Activity
Only a number is wanted: how many lines in these records contain the word "None"?

Recorded data
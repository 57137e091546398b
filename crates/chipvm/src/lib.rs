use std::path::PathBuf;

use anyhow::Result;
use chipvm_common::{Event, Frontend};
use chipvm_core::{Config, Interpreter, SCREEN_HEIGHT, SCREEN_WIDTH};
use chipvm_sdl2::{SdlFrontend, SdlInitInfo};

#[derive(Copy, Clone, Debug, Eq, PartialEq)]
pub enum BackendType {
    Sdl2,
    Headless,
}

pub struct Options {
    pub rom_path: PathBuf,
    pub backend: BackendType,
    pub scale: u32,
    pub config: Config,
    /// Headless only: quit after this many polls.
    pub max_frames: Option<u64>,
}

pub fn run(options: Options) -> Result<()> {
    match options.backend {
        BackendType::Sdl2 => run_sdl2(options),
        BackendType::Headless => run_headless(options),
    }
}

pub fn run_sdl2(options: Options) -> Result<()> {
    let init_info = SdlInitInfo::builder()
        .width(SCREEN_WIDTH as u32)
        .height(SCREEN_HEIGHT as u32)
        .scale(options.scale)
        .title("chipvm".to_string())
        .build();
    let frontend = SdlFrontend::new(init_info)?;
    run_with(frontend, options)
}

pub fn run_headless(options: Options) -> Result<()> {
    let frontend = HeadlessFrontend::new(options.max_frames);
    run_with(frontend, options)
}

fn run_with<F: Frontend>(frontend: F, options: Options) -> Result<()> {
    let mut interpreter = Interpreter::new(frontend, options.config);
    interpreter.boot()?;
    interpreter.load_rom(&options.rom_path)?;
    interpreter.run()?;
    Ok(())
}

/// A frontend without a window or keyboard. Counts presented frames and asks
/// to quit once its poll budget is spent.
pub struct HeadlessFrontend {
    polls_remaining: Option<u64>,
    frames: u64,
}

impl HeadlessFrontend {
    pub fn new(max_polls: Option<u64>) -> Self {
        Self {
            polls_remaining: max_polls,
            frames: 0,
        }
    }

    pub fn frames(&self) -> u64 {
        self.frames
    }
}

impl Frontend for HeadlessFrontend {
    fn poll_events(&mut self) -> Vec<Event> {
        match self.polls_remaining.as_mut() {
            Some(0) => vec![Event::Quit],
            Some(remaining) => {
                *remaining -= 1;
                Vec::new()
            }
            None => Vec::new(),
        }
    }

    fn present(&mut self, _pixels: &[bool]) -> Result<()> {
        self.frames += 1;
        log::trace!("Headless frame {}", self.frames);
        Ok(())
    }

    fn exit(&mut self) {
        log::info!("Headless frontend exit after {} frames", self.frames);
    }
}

* * *

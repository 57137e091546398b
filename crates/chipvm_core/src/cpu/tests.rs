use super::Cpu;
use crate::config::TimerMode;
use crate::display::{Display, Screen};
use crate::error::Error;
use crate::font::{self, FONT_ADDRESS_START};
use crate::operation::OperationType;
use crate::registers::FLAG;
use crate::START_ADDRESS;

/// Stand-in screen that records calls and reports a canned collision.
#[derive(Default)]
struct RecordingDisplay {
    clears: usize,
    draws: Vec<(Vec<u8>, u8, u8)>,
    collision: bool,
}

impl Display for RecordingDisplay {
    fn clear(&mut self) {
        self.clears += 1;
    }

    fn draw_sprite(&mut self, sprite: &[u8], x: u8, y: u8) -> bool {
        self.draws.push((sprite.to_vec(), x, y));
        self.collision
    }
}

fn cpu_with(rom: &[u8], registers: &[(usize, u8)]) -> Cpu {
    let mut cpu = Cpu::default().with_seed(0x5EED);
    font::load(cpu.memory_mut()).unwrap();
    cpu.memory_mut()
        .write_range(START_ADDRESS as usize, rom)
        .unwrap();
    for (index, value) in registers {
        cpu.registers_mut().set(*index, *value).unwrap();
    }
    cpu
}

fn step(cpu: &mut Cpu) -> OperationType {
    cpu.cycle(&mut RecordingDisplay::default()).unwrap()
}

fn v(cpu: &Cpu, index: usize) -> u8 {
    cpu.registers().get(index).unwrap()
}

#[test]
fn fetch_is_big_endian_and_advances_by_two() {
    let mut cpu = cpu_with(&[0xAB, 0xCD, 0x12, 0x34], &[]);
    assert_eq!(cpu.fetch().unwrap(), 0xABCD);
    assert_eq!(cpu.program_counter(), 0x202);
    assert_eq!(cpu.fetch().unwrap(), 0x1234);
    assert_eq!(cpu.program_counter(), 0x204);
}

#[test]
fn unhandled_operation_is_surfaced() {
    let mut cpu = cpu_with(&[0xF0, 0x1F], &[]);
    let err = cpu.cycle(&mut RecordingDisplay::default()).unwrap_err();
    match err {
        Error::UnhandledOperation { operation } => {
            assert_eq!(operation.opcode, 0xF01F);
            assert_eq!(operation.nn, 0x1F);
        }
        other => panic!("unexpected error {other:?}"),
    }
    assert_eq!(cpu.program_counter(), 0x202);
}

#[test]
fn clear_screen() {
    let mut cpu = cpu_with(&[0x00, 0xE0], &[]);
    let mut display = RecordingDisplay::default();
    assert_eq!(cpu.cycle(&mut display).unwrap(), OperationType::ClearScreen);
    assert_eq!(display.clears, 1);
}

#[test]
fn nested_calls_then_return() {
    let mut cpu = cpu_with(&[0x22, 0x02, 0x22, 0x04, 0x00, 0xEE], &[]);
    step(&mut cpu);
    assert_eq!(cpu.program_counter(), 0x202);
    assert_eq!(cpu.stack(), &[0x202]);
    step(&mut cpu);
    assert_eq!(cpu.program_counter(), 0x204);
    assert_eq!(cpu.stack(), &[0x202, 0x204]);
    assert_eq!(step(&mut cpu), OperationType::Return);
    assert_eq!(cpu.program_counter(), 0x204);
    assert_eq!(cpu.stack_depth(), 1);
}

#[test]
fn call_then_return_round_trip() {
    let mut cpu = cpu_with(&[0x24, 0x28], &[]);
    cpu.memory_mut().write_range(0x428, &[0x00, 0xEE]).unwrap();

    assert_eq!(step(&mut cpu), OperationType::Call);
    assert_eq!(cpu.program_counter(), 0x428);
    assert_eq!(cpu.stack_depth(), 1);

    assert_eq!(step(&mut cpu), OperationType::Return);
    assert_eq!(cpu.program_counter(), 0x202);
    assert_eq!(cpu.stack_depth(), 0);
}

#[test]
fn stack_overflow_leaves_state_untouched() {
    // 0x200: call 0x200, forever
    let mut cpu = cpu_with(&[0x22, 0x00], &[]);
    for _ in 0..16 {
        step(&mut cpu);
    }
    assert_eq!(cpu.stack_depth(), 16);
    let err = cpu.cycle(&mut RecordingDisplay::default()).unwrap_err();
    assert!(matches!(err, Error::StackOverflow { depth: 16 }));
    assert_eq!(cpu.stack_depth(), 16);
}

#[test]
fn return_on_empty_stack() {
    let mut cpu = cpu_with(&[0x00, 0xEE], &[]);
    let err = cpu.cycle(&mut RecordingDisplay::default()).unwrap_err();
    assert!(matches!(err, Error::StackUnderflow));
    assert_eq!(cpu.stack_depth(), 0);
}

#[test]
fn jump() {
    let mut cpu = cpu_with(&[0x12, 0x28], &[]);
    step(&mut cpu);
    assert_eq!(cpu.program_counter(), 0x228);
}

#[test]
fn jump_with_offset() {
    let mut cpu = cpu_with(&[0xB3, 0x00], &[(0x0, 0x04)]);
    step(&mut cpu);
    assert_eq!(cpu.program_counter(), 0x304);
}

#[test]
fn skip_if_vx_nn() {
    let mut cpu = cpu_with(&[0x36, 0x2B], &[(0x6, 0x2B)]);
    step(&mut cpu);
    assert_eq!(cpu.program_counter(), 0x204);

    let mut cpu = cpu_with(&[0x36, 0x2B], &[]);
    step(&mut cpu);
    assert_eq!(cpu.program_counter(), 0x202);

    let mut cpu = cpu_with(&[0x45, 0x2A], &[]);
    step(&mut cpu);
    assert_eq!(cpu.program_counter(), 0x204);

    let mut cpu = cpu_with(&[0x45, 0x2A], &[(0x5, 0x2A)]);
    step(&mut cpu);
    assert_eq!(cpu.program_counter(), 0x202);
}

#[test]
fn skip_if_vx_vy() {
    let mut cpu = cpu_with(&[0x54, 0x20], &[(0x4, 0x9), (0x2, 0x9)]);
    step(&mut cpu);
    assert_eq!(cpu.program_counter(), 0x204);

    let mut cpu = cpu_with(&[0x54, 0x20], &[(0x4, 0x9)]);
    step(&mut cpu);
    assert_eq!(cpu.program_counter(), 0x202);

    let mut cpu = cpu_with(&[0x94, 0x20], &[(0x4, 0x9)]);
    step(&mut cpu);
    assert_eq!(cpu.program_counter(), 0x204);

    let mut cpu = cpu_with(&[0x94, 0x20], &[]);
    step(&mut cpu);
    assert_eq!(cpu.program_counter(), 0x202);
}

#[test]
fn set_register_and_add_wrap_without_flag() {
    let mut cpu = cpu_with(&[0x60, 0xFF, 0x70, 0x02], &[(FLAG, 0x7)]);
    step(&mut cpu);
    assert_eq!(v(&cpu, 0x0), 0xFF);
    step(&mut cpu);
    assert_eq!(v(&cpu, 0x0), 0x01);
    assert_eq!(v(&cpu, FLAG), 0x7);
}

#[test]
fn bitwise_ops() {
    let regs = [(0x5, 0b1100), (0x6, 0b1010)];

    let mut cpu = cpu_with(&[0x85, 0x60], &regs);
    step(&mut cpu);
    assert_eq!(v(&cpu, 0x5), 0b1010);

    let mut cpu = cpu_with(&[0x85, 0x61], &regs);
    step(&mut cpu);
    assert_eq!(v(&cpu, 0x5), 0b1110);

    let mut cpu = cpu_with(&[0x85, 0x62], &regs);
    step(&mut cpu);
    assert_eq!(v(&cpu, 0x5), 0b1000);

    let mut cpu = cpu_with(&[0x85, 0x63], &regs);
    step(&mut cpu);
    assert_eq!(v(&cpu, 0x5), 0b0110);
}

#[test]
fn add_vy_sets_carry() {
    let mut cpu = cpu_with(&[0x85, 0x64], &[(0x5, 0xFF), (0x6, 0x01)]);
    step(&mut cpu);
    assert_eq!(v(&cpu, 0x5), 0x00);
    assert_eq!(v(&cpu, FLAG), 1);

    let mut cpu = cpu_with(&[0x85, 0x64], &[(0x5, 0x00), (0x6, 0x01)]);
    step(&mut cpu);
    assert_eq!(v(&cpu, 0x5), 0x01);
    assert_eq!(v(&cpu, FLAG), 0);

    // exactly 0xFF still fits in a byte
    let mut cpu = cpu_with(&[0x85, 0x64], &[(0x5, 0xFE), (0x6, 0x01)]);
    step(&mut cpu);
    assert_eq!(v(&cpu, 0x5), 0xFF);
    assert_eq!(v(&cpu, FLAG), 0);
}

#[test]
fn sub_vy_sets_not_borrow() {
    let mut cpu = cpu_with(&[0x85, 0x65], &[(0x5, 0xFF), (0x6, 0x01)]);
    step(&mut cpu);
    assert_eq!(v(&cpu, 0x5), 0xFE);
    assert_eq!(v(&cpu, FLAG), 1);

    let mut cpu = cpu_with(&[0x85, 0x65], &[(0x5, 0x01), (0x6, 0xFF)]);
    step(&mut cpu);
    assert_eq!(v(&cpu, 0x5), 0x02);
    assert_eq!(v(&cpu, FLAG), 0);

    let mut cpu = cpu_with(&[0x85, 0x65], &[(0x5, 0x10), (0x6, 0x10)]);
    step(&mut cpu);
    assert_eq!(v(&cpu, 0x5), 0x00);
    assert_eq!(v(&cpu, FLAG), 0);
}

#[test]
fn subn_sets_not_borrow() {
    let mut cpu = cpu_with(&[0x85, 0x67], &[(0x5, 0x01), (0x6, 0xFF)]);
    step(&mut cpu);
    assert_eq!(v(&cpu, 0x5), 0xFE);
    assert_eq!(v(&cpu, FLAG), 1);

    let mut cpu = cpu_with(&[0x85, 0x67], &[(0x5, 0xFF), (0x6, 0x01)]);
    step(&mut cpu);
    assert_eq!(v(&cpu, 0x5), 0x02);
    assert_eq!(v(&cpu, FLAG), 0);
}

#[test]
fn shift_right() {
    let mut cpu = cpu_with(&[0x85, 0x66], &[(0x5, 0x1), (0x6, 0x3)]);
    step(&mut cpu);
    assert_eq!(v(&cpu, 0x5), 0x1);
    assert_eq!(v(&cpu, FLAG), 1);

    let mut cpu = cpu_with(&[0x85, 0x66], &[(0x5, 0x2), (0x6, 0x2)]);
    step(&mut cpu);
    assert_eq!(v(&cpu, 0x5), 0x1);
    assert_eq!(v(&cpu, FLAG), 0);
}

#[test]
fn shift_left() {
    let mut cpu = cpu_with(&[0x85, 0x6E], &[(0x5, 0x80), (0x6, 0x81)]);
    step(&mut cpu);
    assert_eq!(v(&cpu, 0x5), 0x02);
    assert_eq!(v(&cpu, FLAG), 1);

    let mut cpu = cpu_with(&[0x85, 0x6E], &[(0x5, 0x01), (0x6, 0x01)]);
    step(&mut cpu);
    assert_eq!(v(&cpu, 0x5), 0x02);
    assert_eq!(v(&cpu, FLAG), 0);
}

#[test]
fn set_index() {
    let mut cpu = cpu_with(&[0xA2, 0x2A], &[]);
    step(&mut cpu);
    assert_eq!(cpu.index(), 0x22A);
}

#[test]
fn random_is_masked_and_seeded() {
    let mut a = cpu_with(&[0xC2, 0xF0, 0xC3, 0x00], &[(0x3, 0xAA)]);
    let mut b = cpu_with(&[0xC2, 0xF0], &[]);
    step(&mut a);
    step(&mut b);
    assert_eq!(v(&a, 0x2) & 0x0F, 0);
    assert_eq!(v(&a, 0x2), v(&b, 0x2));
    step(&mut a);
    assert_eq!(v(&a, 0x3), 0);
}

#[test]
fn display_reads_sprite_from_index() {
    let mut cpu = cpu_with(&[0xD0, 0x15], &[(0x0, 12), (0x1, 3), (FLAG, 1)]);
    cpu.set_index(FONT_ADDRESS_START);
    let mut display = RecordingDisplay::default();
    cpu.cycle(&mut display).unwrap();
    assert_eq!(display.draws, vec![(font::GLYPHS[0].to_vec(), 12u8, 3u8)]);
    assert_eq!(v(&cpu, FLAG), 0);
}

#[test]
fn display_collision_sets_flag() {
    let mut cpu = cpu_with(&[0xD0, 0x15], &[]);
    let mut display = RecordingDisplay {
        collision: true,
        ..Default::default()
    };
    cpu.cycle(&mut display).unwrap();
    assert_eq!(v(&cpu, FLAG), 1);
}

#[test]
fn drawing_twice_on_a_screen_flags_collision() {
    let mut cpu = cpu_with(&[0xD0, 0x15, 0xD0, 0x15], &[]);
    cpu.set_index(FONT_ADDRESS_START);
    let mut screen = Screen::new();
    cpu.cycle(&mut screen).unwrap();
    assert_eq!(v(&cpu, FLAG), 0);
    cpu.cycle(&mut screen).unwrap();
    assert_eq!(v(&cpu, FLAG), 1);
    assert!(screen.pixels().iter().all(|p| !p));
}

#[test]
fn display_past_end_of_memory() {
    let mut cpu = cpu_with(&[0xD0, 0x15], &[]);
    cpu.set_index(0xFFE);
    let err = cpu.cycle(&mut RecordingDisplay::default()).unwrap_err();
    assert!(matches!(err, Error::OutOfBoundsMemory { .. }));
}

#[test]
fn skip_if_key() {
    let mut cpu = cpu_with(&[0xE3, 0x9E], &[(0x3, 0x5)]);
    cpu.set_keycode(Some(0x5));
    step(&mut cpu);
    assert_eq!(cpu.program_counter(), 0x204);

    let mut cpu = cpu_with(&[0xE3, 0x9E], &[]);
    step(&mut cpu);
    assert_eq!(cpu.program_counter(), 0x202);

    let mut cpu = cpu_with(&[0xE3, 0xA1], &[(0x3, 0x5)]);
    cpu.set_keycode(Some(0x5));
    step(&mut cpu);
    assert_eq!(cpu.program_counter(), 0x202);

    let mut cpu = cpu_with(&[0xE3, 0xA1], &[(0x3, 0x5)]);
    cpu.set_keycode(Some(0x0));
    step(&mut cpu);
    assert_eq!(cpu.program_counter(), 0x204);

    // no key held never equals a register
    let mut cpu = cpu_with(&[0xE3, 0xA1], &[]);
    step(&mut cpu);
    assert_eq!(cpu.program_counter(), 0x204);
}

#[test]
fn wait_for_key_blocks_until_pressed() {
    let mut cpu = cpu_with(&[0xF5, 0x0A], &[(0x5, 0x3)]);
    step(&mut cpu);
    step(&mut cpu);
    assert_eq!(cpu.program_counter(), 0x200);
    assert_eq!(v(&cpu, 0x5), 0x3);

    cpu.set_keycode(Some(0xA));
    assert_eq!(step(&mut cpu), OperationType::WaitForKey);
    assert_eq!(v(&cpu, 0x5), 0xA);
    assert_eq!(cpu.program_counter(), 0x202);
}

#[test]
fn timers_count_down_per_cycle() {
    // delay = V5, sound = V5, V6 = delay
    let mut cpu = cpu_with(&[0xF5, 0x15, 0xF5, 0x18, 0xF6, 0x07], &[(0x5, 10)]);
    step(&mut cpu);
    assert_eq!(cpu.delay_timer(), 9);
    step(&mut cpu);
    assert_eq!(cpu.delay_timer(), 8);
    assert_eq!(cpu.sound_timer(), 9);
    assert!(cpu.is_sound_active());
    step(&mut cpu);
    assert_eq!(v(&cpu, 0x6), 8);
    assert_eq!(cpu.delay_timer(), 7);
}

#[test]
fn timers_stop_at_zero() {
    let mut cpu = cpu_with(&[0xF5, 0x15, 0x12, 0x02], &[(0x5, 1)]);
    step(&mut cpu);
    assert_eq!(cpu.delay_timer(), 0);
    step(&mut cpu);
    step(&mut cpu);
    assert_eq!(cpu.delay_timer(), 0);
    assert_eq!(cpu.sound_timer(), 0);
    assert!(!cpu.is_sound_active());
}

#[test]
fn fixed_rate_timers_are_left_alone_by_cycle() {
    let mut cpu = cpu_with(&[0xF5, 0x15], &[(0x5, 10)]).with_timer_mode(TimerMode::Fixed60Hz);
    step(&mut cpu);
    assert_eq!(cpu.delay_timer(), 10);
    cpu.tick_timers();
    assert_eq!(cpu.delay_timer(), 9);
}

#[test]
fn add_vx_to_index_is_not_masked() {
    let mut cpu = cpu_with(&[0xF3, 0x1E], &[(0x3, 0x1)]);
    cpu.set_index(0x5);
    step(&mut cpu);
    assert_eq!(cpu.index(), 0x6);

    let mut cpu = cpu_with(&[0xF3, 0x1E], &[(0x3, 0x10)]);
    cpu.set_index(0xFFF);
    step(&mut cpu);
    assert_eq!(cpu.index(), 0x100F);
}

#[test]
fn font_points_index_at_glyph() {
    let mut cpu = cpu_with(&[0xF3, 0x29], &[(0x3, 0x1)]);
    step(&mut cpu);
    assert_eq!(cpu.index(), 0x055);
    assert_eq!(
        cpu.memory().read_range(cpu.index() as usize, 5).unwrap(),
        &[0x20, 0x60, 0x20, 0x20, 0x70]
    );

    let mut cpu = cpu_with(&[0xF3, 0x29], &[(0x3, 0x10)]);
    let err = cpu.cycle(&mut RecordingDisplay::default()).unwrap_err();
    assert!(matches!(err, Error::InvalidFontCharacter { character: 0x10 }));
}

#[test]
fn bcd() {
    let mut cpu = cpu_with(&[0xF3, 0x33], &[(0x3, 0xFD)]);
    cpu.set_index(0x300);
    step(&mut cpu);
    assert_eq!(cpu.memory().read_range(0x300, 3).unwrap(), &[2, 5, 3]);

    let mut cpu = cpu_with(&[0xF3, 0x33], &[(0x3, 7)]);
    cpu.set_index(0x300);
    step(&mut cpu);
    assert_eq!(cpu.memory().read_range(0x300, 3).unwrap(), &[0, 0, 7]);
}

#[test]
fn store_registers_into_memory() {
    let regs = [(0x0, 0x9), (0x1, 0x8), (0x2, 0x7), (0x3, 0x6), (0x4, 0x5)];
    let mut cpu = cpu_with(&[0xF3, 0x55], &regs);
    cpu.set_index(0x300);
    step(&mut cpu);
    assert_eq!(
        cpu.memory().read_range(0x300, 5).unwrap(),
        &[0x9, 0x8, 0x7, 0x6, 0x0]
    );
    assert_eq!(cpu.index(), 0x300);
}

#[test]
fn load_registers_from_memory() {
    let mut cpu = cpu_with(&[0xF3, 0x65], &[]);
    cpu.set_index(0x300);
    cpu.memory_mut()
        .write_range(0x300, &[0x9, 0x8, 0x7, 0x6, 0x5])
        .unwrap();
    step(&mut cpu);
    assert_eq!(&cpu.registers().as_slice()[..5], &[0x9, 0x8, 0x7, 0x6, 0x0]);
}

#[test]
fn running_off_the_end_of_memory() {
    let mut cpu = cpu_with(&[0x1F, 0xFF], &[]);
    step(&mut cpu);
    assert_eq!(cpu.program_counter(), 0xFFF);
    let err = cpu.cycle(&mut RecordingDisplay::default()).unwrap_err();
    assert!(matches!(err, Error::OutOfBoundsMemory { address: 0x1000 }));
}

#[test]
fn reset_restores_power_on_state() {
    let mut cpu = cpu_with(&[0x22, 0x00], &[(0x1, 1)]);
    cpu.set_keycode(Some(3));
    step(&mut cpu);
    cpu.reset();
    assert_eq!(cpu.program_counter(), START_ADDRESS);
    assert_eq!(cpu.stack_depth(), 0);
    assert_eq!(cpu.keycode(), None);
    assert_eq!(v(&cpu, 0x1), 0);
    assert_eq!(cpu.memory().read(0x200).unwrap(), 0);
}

Response
2